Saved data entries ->
★ ★ ★ ★ ★ ★ ★
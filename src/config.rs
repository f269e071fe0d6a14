//! TOML-based application configuration with environment overrides.

use std::env;
use std::fmt;
use std::fs;
use std::path::Path;

use serde::Deserialize;

/// Top-level application configuration parsed from TOML.
///
/// All fields have defaults. Load from TOML with
/// [`AppConfig::from_toml_file`], then layer environment variables on top
/// with [`AppConfig::apply_env`].
#[derive(Debug, Clone, Default, Deserialize)]
#[serde(deny_unknown_fields)]
pub struct AppConfig {
    /// HTTP server parameters.
    #[serde(default)]
    pub server: ServerConfig,
    /// Log output parameters.
    #[serde(default)]
    pub logging: LoggingConfig,
}

/// HTTP server parameters.
#[derive(Debug, Clone, Deserialize)]
#[serde(default, deny_unknown_fields)]
pub struct ServerConfig {
    /// Interface to bind.
    pub bind: String,
    /// Listening port (must be > 0).
    pub port: u16,
    /// Frontend origins allowed by CORS.
    pub cors_origins: Vec<String>,
    /// Upper bound on an upload request body (bytes).
    pub max_upload_bytes: usize,
}

impl Default for ServerConfig {
    fn default() -> Self {
        Self {
            bind: "0.0.0.0".to_string(),
            port: 8000,
            cors_origins: vec![
                "http://localhost:3000".to_string(),
                "http://localhost".to_string(),
            ],
            max_upload_bytes: 10 * 1024 * 1024,
        }
    }
}

/// Log output parameters.
#[derive(Debug, Clone, Deserialize)]
#[serde(default, deny_unknown_fields)]
pub struct LoggingConfig {
    /// `tracing` filter directive used when `RUST_LOG` is unset.
    pub filter: String,
}

impl Default for LoggingConfig {
    fn default() -> Self {
        Self {
            filter: "info".to_string(),
        }
    }
}

/// Configuration error with field path and constraint description.
#[derive(Debug, Clone, PartialEq, Eq)]
pub struct ConfigError {
    /// Dotted field path (e.g., `"server.port"`).
    pub field: String,
    /// Human-readable constraint description.
    pub message: String,
}

impl ConfigError {
    pub fn new(field: impl Into<String>, message: impl Into<String>) -> Self {
        Self {
            field: field.into(),
            message: message.into(),
        }
    }
}

impl fmt::Display for ConfigError {
    fn fmt(&self, f: &mut fmt::Formatter<'_>) -> fmt::Result {
        write!(f, "{}: {}", self.field, self.message)
    }
}

impl std::error::Error for ConfigError {}

/// Environment variable overriding `server.port`.
pub const ENV_PORT: &str = "MICROGRID_PORT";
/// Environment variable overriding `server.bind`.
pub const ENV_BIND: &str = "MICROGRID_BIND";
/// Environment variable overriding `server.cors_origins` (comma-separated).
pub const ENV_CORS_ORIGINS: &str = "MICROGRID_CORS_ORIGINS";

impl AppConfig {
    /// Parses a configuration from a TOML file.
    ///
    /// # Errors
    ///
    /// Returns a `ConfigError` if the file cannot be read or the TOML is invalid.
    pub fn from_toml_file(path: &Path) -> Result<Self, ConfigError> {
        let content = fs::read_to_string(path).map_err(|e| {
            ConfigError::new("config", format!("cannot read \"{}\": {e}", path.display()))
        })?;
        Self::from_toml_str(&content)
    }

    /// Parses a configuration from a TOML string.
    ///
    /// # Errors
    ///
    /// Returns a `ConfigError` if the TOML is invalid or contains unknown fields.
    pub fn from_toml_str(s: &str) -> Result<Self, ConfigError> {
        toml::from_str(s).map_err(|e| ConfigError::new("toml", e.to_string()))
    }

    /// Applies overrides from the process environment.
    ///
    /// # Errors
    ///
    /// Returns a `ConfigError` if an override cannot be parsed.
    pub fn apply_env(&mut self) -> Result<(), ConfigError> {
        self.apply_overrides(|key| env::var(key).ok())
    }

    /// Applies overrides from an arbitrary key lookup.
    ///
    /// # Errors
    ///
    /// Returns a `ConfigError` if an override cannot be parsed.
    pub fn apply_overrides(
        &mut self,
        lookup: impl Fn(&str) -> Option<String>,
    ) -> Result<(), ConfigError> {
        if let Some(port) = lookup(ENV_PORT) {
            self.server.port = port.trim().parse().map_err(|_| {
                ConfigError::new(ENV_PORT, format!("\"{port}\" is not a valid port"))
            })?;
        }
        if let Some(bind) = lookup(ENV_BIND) {
            self.server.bind = bind.trim().to_string();
        }
        if let Some(origins) = lookup(ENV_CORS_ORIGINS) {
            self.server.cors_origins = origins
                .split(',')
                .map(str::trim)
                .filter(|o| !o.is_empty())
                .map(str::to_string)
                .collect();
        }
        Ok(())
    }

    /// Validates all fields and returns a list of errors.
    ///
    /// Returns an empty vector if configuration is valid.
    pub fn validate(&self) -> Vec<ConfigError> {
        let mut errors = Vec::new();
        let s = &self.server;

        if s.port == 0 {
            errors.push(ConfigError::new("server.port", "must be > 0"));
        }
        if s.bind.trim().is_empty() {
            errors.push(ConfigError::new("server.bind", "must not be empty"));
        }
        if s.max_upload_bytes == 0 {
            errors.push(ConfigError::new("server.max_upload_bytes", "must be > 0"));
        }
        for (i, origin) in s.cors_origins.iter().enumerate() {
            let scheme_ok = origin.starts_with("http://") || origin.starts_with("https://");
            let printable = origin.chars().all(|c| c.is_ascii_graphic());
            if !scheme_ok || !printable || origin.ends_with('/') {
                errors.push(ConfigError::new(
                    format!("server.cors_origins[{i}]"),
                    format!("\"{origin}\" must be an http(s) origin without a trailing slash"),
                ));
            }
        }
        if self.logging.filter.trim().is_empty() {
            errors.push(ConfigError::new("logging.filter", "must not be empty"));
        }

        errors
    }
}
★ ★ ★ ★ ★ ★ ★
PROMPT ->
Set the records above down again, exactly as they read.

RESPONSE ->
filename src/config.rs
repository f269e071fe0d6a14
//! TOML-based application configuration with environment overrides.

use std::env;
use std::fmt;
use std::fs;
use std::path::Path;

use serde::Deserialize;

/// Top-level application configuration parsed from TOML.
///
/// All fields have defaults. Load from TOML with
/// [`AppConfig::from_toml_file`], then layer environment variables on top
/// with [`AppConfig::apply_env`].
#[derive(Debug, Clone, Default, Deserialize)]
#[serde(deny_unknown_fields)]
pub struct AppConfig {
    /// HTTP server parameters.
    #[serde(default)]
    pub server: ServerConfig,
    /// Log output parameters.
    #[serde(default)]
    pub logging: LoggingConfig,
}

/// HTTP server parameters.
#[derive(Debug, Clone, Deserialize)]
#[serde(default, deny_unknown_fields)]
pub struct ServerConfig {
    /// Interface to bind.
    pub bind: String,
    /// Listening port (must be > 0).
    pub port: u16,
    /// Frontend origins allowed by CORS.
    pub cors_origins: Vec<String>,
    /// Upper bound on an upload request body (bytes).
    pub max_upload_bytes: usize,
}

impl Default for ServerConfig {
    fn default() -> Self {
        Self {
            bind: "0.0.0.0".to_string(),
            port: 8000,
            cors_origins: vec![
                "http://localhost:3000".to_string(),
                "http://localhost".to_string(),
            ],
            max_upload_bytes: 10 * 1024 * 1024,
        }
    }
}

/// Log output parameters.
#[derive(Debug, Clone, Deserialize)]
#[serde(default, deny_unknown_fields)]
pub struct LoggingConfig {
    /// `tracing` filter directive used when `RUST_LOG` is unset.
    pub filter: String,
}

impl Default for LoggingConfig {
    fn default() -> Self {
        Self {
            filter: "info".to_string(),
        }
    }
}

/// Configuration error with field path and constraint description.
#[derive(Debug, Clone, PartialEq, Eq)]
pub struct ConfigError {
    /// Dotted field path (e.g., `"server.port"`).
    pub field: String,
    /// Human-readable constraint description.
    pub message: String,
}

impl ConfigError {
    pub fn new(field: impl Into<String>, message: impl Into<String>) -> Self {
        Self {
            field: field.into(),
            message: message.into(),
        }
    }
}

impl fmt::Display for ConfigError {
    fn fmt(&self, f: &mut fmt::Formatter<'_>) -> fmt::Result {
        write!(f, "{}: {}", self.field, self.message)
    }
}

impl std::error::Error for ConfigError {}

/// Environment variable overriding `server.port`.
pub const ENV_PORT: &str = "MICROGRID_PORT";
/// Environment variable overriding `server.bind`.
pub const ENV_BIND: &str = "MICROGRID_BIND";
/// Environment variable overriding `server.cors_origins` (comma-separated).
pub const ENV_CORS_ORIGINS: &str = "MICROGRID_CORS_ORIGINS";

impl AppConfig {
    /// Parses a configuration from a TOML file.
    ///
    /// # Errors
    ///
    /// Returns a `ConfigError` if the file cannot be read or the TOML is invalid.
    pub fn from_toml_file(path: &Path) -> Result<Self, ConfigError> {
        let content = fs::read_to_string(path).map_err(|e| {
            ConfigError::new("config", format!("cannot read \"{}\": {e}", path.display()))
        })?;
        Self::from_toml_str(&content)
    }

    /// Parses a configuration from a TOML string.
    ///
    /// # Errors
    ///
    /// Returns a `ConfigError` if the TOML is invalid or contains unknown fields.
    pub fn from_toml_str(s: &str) -> Result<Self, ConfigError> {
        toml::from_str(s).map_err(|e| ConfigError::new("toml", e.to_string()))
    }

    /// Applies overrides from the process environment.
    ///
    /// # Errors
    ///
    /// Returns a `ConfigError` if an override cannot be parsed.
    pub fn apply_env(&mut self) -> Result<(), ConfigError> {
        self.apply_overrides(|key| env::var(key).ok())
    }

    /// Applies overrides from an arbitrary key lookup.
    ///
    /// # Errors
    ///
    /// Returns a `ConfigError` if an override cannot be parsed.
    pub fn apply_overrides(
        &mut self,
        lookup: impl Fn(&str) -> Option<String>,
    ) -> Result<(), ConfigError> {
        if let Some(port) = lookup(ENV_PORT) {
            self.server.port = port.trim().parse().map_err(|_| {
                ConfigError::new(ENV_PORT, format!("\"{port}\" is not a valid port"))
            })?;
        }
        if let Some(bind) = lookup(ENV_BIND) {
            self.server.bind = bind.trim().to_string();
        }
        if let Some(origins) = lookup(ENV_CORS_ORIGINS) {
            self.server.cors_origins = origins
                .split(',')
                .map(str::trim)
                .filter(|o| !o.is_empty())
                .map(str::to_string)
                .collect();
        }
        Ok(())
    }

    /// Validates all fields and returns a list of errors.
    ///
    /// Returns an empty vector if configuration is valid.
    pub fn validate(&self) -> Vec<ConfigError> {
        let mut errors = Vec::new();
        let s = &self.server;

        if s.port == 0 {
            errors.push(ConfigError::new("server.port", "must be > 0"));
        }
        if s.bind.trim().is_empty() {
            errors.push(ConfigError::new("server.bind", "must not be empty"));
        }
        if s.max_upload_bytes == 0 {
            errors.push(ConfigError::new("server.max_upload_bytes", "must be > 0"));
        }
        for (i, origin) in s.cors_origins.iter().enumerate() {
            let scheme_ok = origin.starts_with("http://") || origin.starts_with("https://");
            let printable = origin.chars().all(|c| c.is_ascii_graphic());
            if !scheme_ok || !printable || origin.ends_with('/') {
                errors.push(ConfigError::new(
                    format!("server.cors_origins[{i}]"),
                    format!("\"{origin}\" must be an http(s) origin without a trailing slash"),
                ));
            }
        }
        if self.logging.filter.trim().is_empty() {
            errors.push(ConfigError::new("logging.filter", "must not be empty"));
        }

        errors
    }
}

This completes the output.